_What to produce:_
Search the records for "usize". Copy every line where it appears.
═══ Data to examine
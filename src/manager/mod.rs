/*
    Copyright © 2023, ParallelChain Lab
    Licensed under the Apache License, Version 2.0: http://www.apache.org/licenses/LICENSE-2.0
*/

//! Methods to build, run, and query a topology manager.
//!
//! A [`TopologyManager`] arranges the local broker and its peers into a tree, together with every
//! other manager reachable through the [`Transport`]. It runs three background threads:
//! 1. The poller, which drains the transport and answers requests and maintenance messages.
//! 2. The [root connector](crate::root_connector), which runs only while the local node is a root.
//! 3. The [periodic updater](crate::periodic_updater), which gossips known candidates.
//!
//! ## Starting a manager
//!
//! ```ignore
//! let mut manager = TopologyManager::new(configuration, transport);
//! manager.start();
//!
//! // Join the tree of a known broker.
//! let father = manager.add_neighbor("mock://broker")?;
//! ```
//!
//! A started manager keeps repairing the tree on its own: when its father goes away it searches for
//! another, and becomes the root of a new tree if it finds none. Dropping the manager stops it.

pub(crate) mod admission;

pub(crate) mod dispatch;

pub(crate) mod protocol;

pub(crate) mod state;

use std::{
    collections::HashSet,
    fmt::{self, Display, Formatter},
    sync::{
        mpsc::{self, Sender},
        Arc,
    },
    thread::JoinHandle,
};

use crate::{
    caches::ForceFlags,
    config::Configuration,
    messages::{Message, RejectionKind, Response},
    networking::{receiving::start_polling, LinkError, SendError, Transport},
    periodic_updater,
    ticker::Ticker,
    types::{Color, Depth, NodeDescriptor},
};

use protocol::{Core, Negotiation};

/// A handle to the threads of a topology manager. When this value is dropped, all threads are
/// gracefully shut down.
pub struct TopologyManager<T: Transport> {
    core: Arc<Core<T>>,
    poller: Option<JoinHandle<()>>,
    poller_shutdown: Option<Sender<()>>,
    periodic_updater: Option<Ticker>,
}

impl<T: Transport> TopologyManager<T> {
    /// Create a stopped manager for the node that `transport` belongs to. The node starts out as a
    /// colorless root.
    pub fn new(configuration: Configuration, transport: T) -> Self {
        Self {
            core: Arc::new(Core::new(configuration, transport)),
            poller: None,
            poller_shutdown: None,
            periodic_updater: None,
        }
    }

    /// Start the poller, the periodic updater, and (since the node is a root) the root connector. Does
    /// nothing if the manager is already running.
    pub fn start(&mut self) {
        if self.poller.is_some() {
            return;
        }
        self.core.set_stopped(false);

        let (poller_shutdown, poller_shutdown_receiver) = mpsc::channel();
        let core = self.core.clone();
        self.poller = Some(start_polling(
            self.core.transport(),
            poller_shutdown_receiver,
            move |event| core.on_event(event),
        ));
        self.poller_shutdown = Some(poller_shutdown);

        self.periodic_updater = Some(periodic_updater::start(
            self.core.clone(),
            self.core.configuration.periodic_update_interval,
        ));

        if self.core.father().is_none() {
            self.core.start_root_connector();
        }
    }

    /// Signal every thread to exit and wait for them. Negotiations already in flight are left to
    /// finish or time out on their own.
    pub fn stop(&mut self) {
        self.core.set_stopped(true);

        if let Some(periodic_updater) = self.periodic_updater.take() {
            periodic_updater.stop();
        }

        self.core.stop_root_connector();

        if let Some(shutdown) = self.poller_shutdown.take() {
            let _ = shutdown.send(());
        }
        if let Some(poller) = self.poller.take() {
            let _ = poller.join();
        }
    }

    /// Attach the local node beneath the broker at `url`.
    ///
    /// Fails fast if the local node already has a father, and otherwise blocks until no other
    /// reconfiguration is in flight. If `url` designates the local node itself, returns the local node
    /// without changing anything.
    pub fn add_neighbor(&self, url: &str) -> Result<NodeDescriptor, AddNeighborError> {
        if self.core.is_stopped() {
            return Err(AddNeighborError::Stopped);
        }
        if let Some(father) = self.core.father() {
            return Err(AddNeighborError::AlreadyAttached(father));
        }

        let _slot = self.core.slot.acquire();
        if let Some(father) = self.core.father() {
            return Err(AddNeighborError::AlreadyAttached(father));
        }

        match self.core.try_candidate(url, ForceFlags::NONE)? {
            Negotiation::Accepted(father) => Ok(father),
            Negotiation::SelfConnect => Ok(self.core.local.clone()),
            Negotiation::Rejected(_, response) => {
                if let Response::NotDepthOrColor(refusal) = &response {
                    if let Some(hint) = refusal.good_candidate.as_ref() {
                        self.core.state.lock().unwrap().global.add(hint.clone());
                    }
                }
                Err(AddNeighborError::Rejected(
                    response.rejection_kind().unwrap_or(RejectionKind::NotDepthOrColor),
                ))
            }
        }
    }

    /// Tear down the tree edge to `peer`.
    ///
    /// `peer` is told that it is no longer a child, and the local node reacts as if the link to `peer`
    /// had died: removing the father starts a search for a new one.
    pub fn remove_neighbor(&self, peer: &NodeDescriptor) {
        if !self.core.state.lock().unwrap().neighbors.contains(peer) {
            return;
        }
        if let Err(err) = self.core.sender().send(peer, Message::NoLongerChild) {
            log::debug!("Could not notify {}: {}", peer, err);
        }
        self.core.neighbor_gone(peer);
    }

    /// Make the local node the root of a brand new tree, leaving its current father if it has one.
    pub fn create_new_tree(&self) {
        let _slot = self.core.slot.acquire();
        if let Some(father) = self.core.father() {
            if let Err(err) = self.core.sender().send(&father, Message::NoLongerChild) {
                log::debug!("Could not notify {}: {}", father, err);
            }
            let mut state = self.core.state.lock().unwrap();
            state.neighbors.remove(&father);
            drop(state);
            self.core.sender().safe_close(&father);
        }
        self.core.create_new_tree();
        if !self.core.is_stopped() {
            self.core.start_root_connector();
        }
    }

    pub fn local_node(&self) -> NodeDescriptor {
        self.core.local.clone()
    }

    /// The local node's father, or `None` if it is the root of its tree.
    pub fn father(&self) -> Option<NodeDescriptor> {
        self.core.father()
    }

    pub fn color(&self) -> Color {
        self.core.state.lock().unwrap().color.clone()
    }

    pub fn depth(&self) -> Depth {
        self.core.state.lock().unwrap().depth
    }

    /// Number of neighboring brokers, father included.
    pub fn number_of_brokers(&self) -> usize {
        self.core.state.lock().unwrap().neighbors.number_of_brokers()
    }

    pub fn number_of_clients(&self) -> usize {
        self.core.state.lock().unwrap().neighbors.number_of_clients()
    }

    /// Every neighbor, brokers and clients alike.
    pub fn neighbors(&self) -> HashSet<NodeDescriptor> {
        self.core.state.lock().unwrap().neighbors.all()
    }

    /// The known ancestors above the father, closest first.
    pub fn upstream(&self) -> Vec<NodeDescriptor> {
        self.core.state.lock().unwrap().regional.upstream_chain()
    }

    /// The known other children of the father.
    pub fn siblings(&self) -> Vec<NodeDescriptor> {
        self.core.state.lock().unwrap().regional.siblings()
    }

    /// The candidates known from other trees, oldest first.
    pub fn global_candidates(&self) -> Vec<NodeDescriptor> {
        self.core.state.lock().unwrap().global.snapshot()
    }
}

impl<T: Transport> Drop for TopologyManager<T> {
    fn drop(&mut self) {
        self.stop()
    }
}

/// The ways [`TopologyManager::add_neighbor`] can fail.
#[derive(Clone, Debug)]
pub enum AddNeighborError {
    /// The local node already has this father.
    AlreadyAttached(NodeDescriptor),

    /// No link could be opened to the candidate.
    Link(LinkError),

    /// The request could not be sent to the candidate.
    Send(SendError),

    /// The candidate refused.
    Rejected(RejectionKind),

    /// The candidate did not answer in time, or its link died while waiting.
    PeerUnreachable(NodeDescriptor),

    /// The manager is not running.
    Stopped,
}

impl Display for AddNeighborError {
    fn fmt(&self, f: &mut Formatter<'_>) -> fmt::Result {
        match self {
            AddNeighborError::AlreadyAttached(father) => write!(f, "already attached beneath {}", father),
            AddNeighborError::Link(err) => write!(f, "{}", err),
            AddNeighborError::Send(err) => write!(f, "{}", err),
            AddNeighborError::Rejected(kind) => write!(f, "rejected: {:?}", kind),
            AddNeighborError::PeerUnreachable(peer) => write!(f, "{} is unreachable", peer),
            AddNeighborError::Stopped => f.write_str("the manager is stopped"),
        }
    }
}

impl std::error::Error for AddNeighborError {}

impl From<LinkError> for AddNeighborError {
    fn from(value: LinkError) -> Self {
        AddNeighborError::Link(value)
    }
}

impl From<SendError> for AddNeighborError {
    fn from(value: SendError) -> Self {
        AddNeighborError::Send(value)
    }
}
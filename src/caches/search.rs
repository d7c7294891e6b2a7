/*
    Copyright © 2023, ParallelChain Lab
    Licensed under the Apache License, Version 2.0: http://www.apache.org/licenses/LICENSE-2.0
*/

//! The candidate pipeline of a single search for a father.

use std::time::Duration;

use rand::Rng;

use crate::types::NodeDescriptor;

use super::{
    cache_kind::{CacheKind, CacheOrder},
    candidate_cache::{CandidateCache, ForceFlags},
    global::GlobalCache,
    regional::RegionalCache,
};

/// A candidate father, with the pool it came from and the overrides to ask it with.
#[derive(Clone, Debug, PartialEq, Eq)]
pub(crate) struct Candidate {
    pub(crate) node: NodeDescriptor,
    pub(crate) force: ForceFlags,
    pub(crate) source: CacheKind,
}

/// The seven pools consulted by one search, in a fixed priority order.
///
/// The regional and global pools start out as clones of the node's persistent caches; the other five
/// start out empty and are filled by the outcomes of the search's own negotiations.
pub(crate) struct SearchCaches {
    order: CacheOrder,
    regional: RegionalCache,
    global: GlobalCache,
    downstream: CandidateCache,
    upstream: CandidateCache,
    min_degree: CandidateCache,
    max_degree: CandidateCache,
    busy: CandidateCache,
}

impl SearchCaches {
    pub(crate) fn new(
        order: CacheOrder,
        regional: RegionalCache,
        global: GlobalCache,
        max_size: usize,
        busy_retry_delay: Duration,
    ) -> Self {
        Self {
            order,
            regional,
            global,
            downstream: CandidateCache::plain(max_size),
            upstream: CandidateCache::plain(max_size),
            min_degree: CandidateCache::forced(ForceFlags::MIN_DEGREE, max_size),
            max_degree: CandidateCache::forced(ForceFlags::MAX_DEGREE, max_size),
            busy: CandidateCache::delayed(busy_retry_delay),
        }
    }

    /// Take the next candidate for which `usable` holds, from the first pool (in priority order) that
    /// has one. Unusable candidates met on the way are discarded.
    pub(crate) fn next_candidate(
        &mut self,
        rng: &mut impl Rng,
        mut usable: impl FnMut(&NodeDescriptor, CacheKind) -> bool,
    ) -> Option<Candidate> {
        let order = self.order.clone();
        for &source in order.kinds() {
            let found = match source {
                CacheKind::Regional => {
                    std::iter::from_fn(|| self.regional.next(rng)).find(|node| usable(node, source))
                }
                CacheKind::Global => {
                    std::iter::from_fn(|| self.global.next()).find(|node| usable(node, source))
                }
                _ => {
                    let cache = self.single_pool(source);
                    cache.next_matching(rng, |node| usable(node, source))
                }
            };

            if let Some(node) = found {
                let force = match source {
                    CacheKind::Regional | CacheKind::Global => ForceFlags::NONE,
                    _ => self.single_pool(source).force(),
                };
                return Some(Candidate {
                    node,
                    force,
                    source,
                });
            }
        }
        None
    }

    /// The candidate was busy: try it again later.
    pub(crate) fn on_busy(&mut self, candidate: NodeDescriptor) {
        self.busy.add(candidate);
    }

    /// The candidate is full: try its children first, and try it again with the override last.
    pub(crate) fn on_not_max_degree(&mut self, candidate: NodeDescriptor, siblings: Vec<NodeDescriptor>) {
        self.max_degree.add(candidate);
        for sibling in siblings {
            self.downstream.add(sibling);
        }
    }

    /// The candidate wants to stay small: try its ancestors, and try it again with the override.
    pub(crate) fn on_not_min_degree(&mut self, candidate: NodeDescriptor, upstream: Vec<NodeDescriptor>) {
        self.min_degree.add(candidate);
        for ancestor in upstream {
            self.upstream.add(ancestor);
        }
    }

    /// Some node pointed out `candidate` as a node of a tree this node may join.
    pub(crate) fn on_good_candidate(&mut self, candidate: NodeDescriptor) {
        self.global.add(candidate);
    }

    pub(crate) fn size(&self, kind: CacheKind) -> usize {
        match kind {
            CacheKind::Regional => self.regional.size(),
            CacheKind::Global => self.global.size(),
            CacheKind::Downstream => self.downstream.size(),
            CacheKind::Upstream => self.upstream.size(),
            CacheKind::MinDegree => self.min_degree.size(),
            CacheKind::MaxDegree => self.max_degree.size(),
            CacheKind::Busy => self.busy.size(),
        }
    }

    #[cfg(test)]
    pub(crate) fn contains(&self, kind: CacheKind, candidate: &NodeDescriptor) -> bool {
        match kind {
            CacheKind::Regional => self.regional.contains(candidate),
            CacheKind::Global => self.global.contains(candidate),
            CacheKind::Downstream => self.downstream.contains(candidate),
            CacheKind::Upstream => self.upstream.contains(candidate),
            CacheKind::MinDegree => self.min_degree.contains(candidate),
            CacheKind::MaxDegree => self.max_degree.contains(candidate),
            CacheKind::Busy => self.busy.contains(candidate),
        }
    }

    fn single_pool(&mut self, kind: CacheKind) -> &mut CandidateCache {
        match kind {
            CacheKind::Downstream => &mut self.downstream,
            CacheKind::Upstream => &mut self.upstream,
            CacheKind::MinDegree => &mut self.min_degree,
            CacheKind::MaxDegree => &mut self.max_degree,
            CacheKind::Busy => &mut self.busy,
            CacheKind::Regional | CacheKind::Global => {
                unreachable!("the regional and global caches are not single pools")
            }
        }
    }
}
══════
_Written response:_
    pub fn number_of_brokers(&self) -> usize {
    pub fn number_of_clients(&self) -> usize {
        max_size: usize,
    pub(crate) fn size(&self, kind: CacheKind) -> usize {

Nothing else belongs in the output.